───── ENTRIES SUPPLIED ─────
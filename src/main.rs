//! CLI entry point for the idfetch tool.

use std::sync::Arc;

use anyhow::{Context, Result, bail};
use clap::Parser;
use idfetch_core::{
    Backlog, ClientSettings, Classifier, DownloadEngine, EngineOptions, HttpClient,
    HttpMetadataResolver, ResumableTransfer, RetryPolicy, RunConfig, TagDump, ThrottleMonitor,
    TransferOptions,
};
use idfetch_core::download::filename::prefilter_stored;
use tracing::{debug, info, warn};

mod cli;

use cli::Args;

#[tokio::main]
async fn main() -> Result<()> {
    // Parse CLI arguments first (before tracing, so --help works without logs)
    let args = Args::parse();

    // Priority: RUST_LOG env var > --log-level > default (info)
    let filter = tracing_subscriber::EnvFilter::try_from_default_env()
        .unwrap_or_else(|_| tracing_subscriber::EnvFilter::new(args.log_level.as_filter()));

    tracing_subscriber::fmt().with_env_filter(filter).init();

    debug!(?args, "CLI arguments parsed");

    let config = RunConfig::from_input(args.into_config_input()).context("invalid configuration")?;
    config.log_notes();

    let ids = if config.continue_mode {
        config.ids.clone()
    } else {
        let (remaining, removed) = prefilter_stored(
            &config.ids,
            &config.base,
            &config.global.quality,
            config.naming,
            &config.prefix,
        )
        .context("cannot build stored-file pattern")?;
        if remaining.is_empty() {
            bail!("all {removed} items already exist, aborted");
        }
        if removed > 0 {
            info!(removed, "skipping items already stored");
        }
        remaining
    };
    info!(
        items = ids.len(),
        filtered_out = config.ids.len() - ids.len(),
        path = %config.base.display(),
        "idfetch starting"
    );

    let settings = ClientSettings {
        proxy: config.proxy.clone(),
        timeout: config.timeout,
        ..ClientSettings::default()
    };
    let client = HttpClient::new(&settings).context("cannot build HTTP client")?;
    let resolver = HttpMetadataResolver::new(config.endpoint.clone(), &settings)
        .context("cannot build metadata resolver")?;

    let transfer = ResumableTransfer::new(
        client,
        RetryPolicy::default(),
        ThrottleMonitor::new(config.throttle_floor),
        TransferOptions {
            base: config.base.clone(),
            mode: config.mode,
            continue_mode: config.continue_mode,
            keep_unfinished: config.keep_unfinished,
            naming: config.naming,
            prefix: config.prefix.clone(),
        },
    );
    let classifier = Classifier::new(config.global.clone(), config.scenario.clone());
    let engine = DownloadEngine::new(
        EngineOptions {
            concurrency: config.concurrency,
            queue_capacity: config.queue_capacity,
            ..EngineOptions::default()
        },
        Arc::new(resolver),
        classifier,
        transfer,
    )?;

    let interrupt = engine.interrupt_token();
    tokio::spawn(async move {
        if tokio::signal::ctrl_c().await.is_ok() {
            warn!("interrupt received, stopping");
            interrupt.cancel();
        }
    });

    let backlog = Backlog::from_ids(ids, &config.global.quality);
    let report = engine.run(backlog).await;
    report.log_summary();

    if config.dump_tags {
        let mut dump = TagDump::new(config.prefix.as_str());
        dump.extend(&report.items);
        if let Err(e) = dump.save(&config.base) {
            warn!(error = %e, "unable to save tags");
        }
    }

    Ok(())
}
─────
= EXERCISE =
Count the lines of the listing above that contain the word "DownloadEngine", and give only the total.

= EXERCISE RESPONSE =
2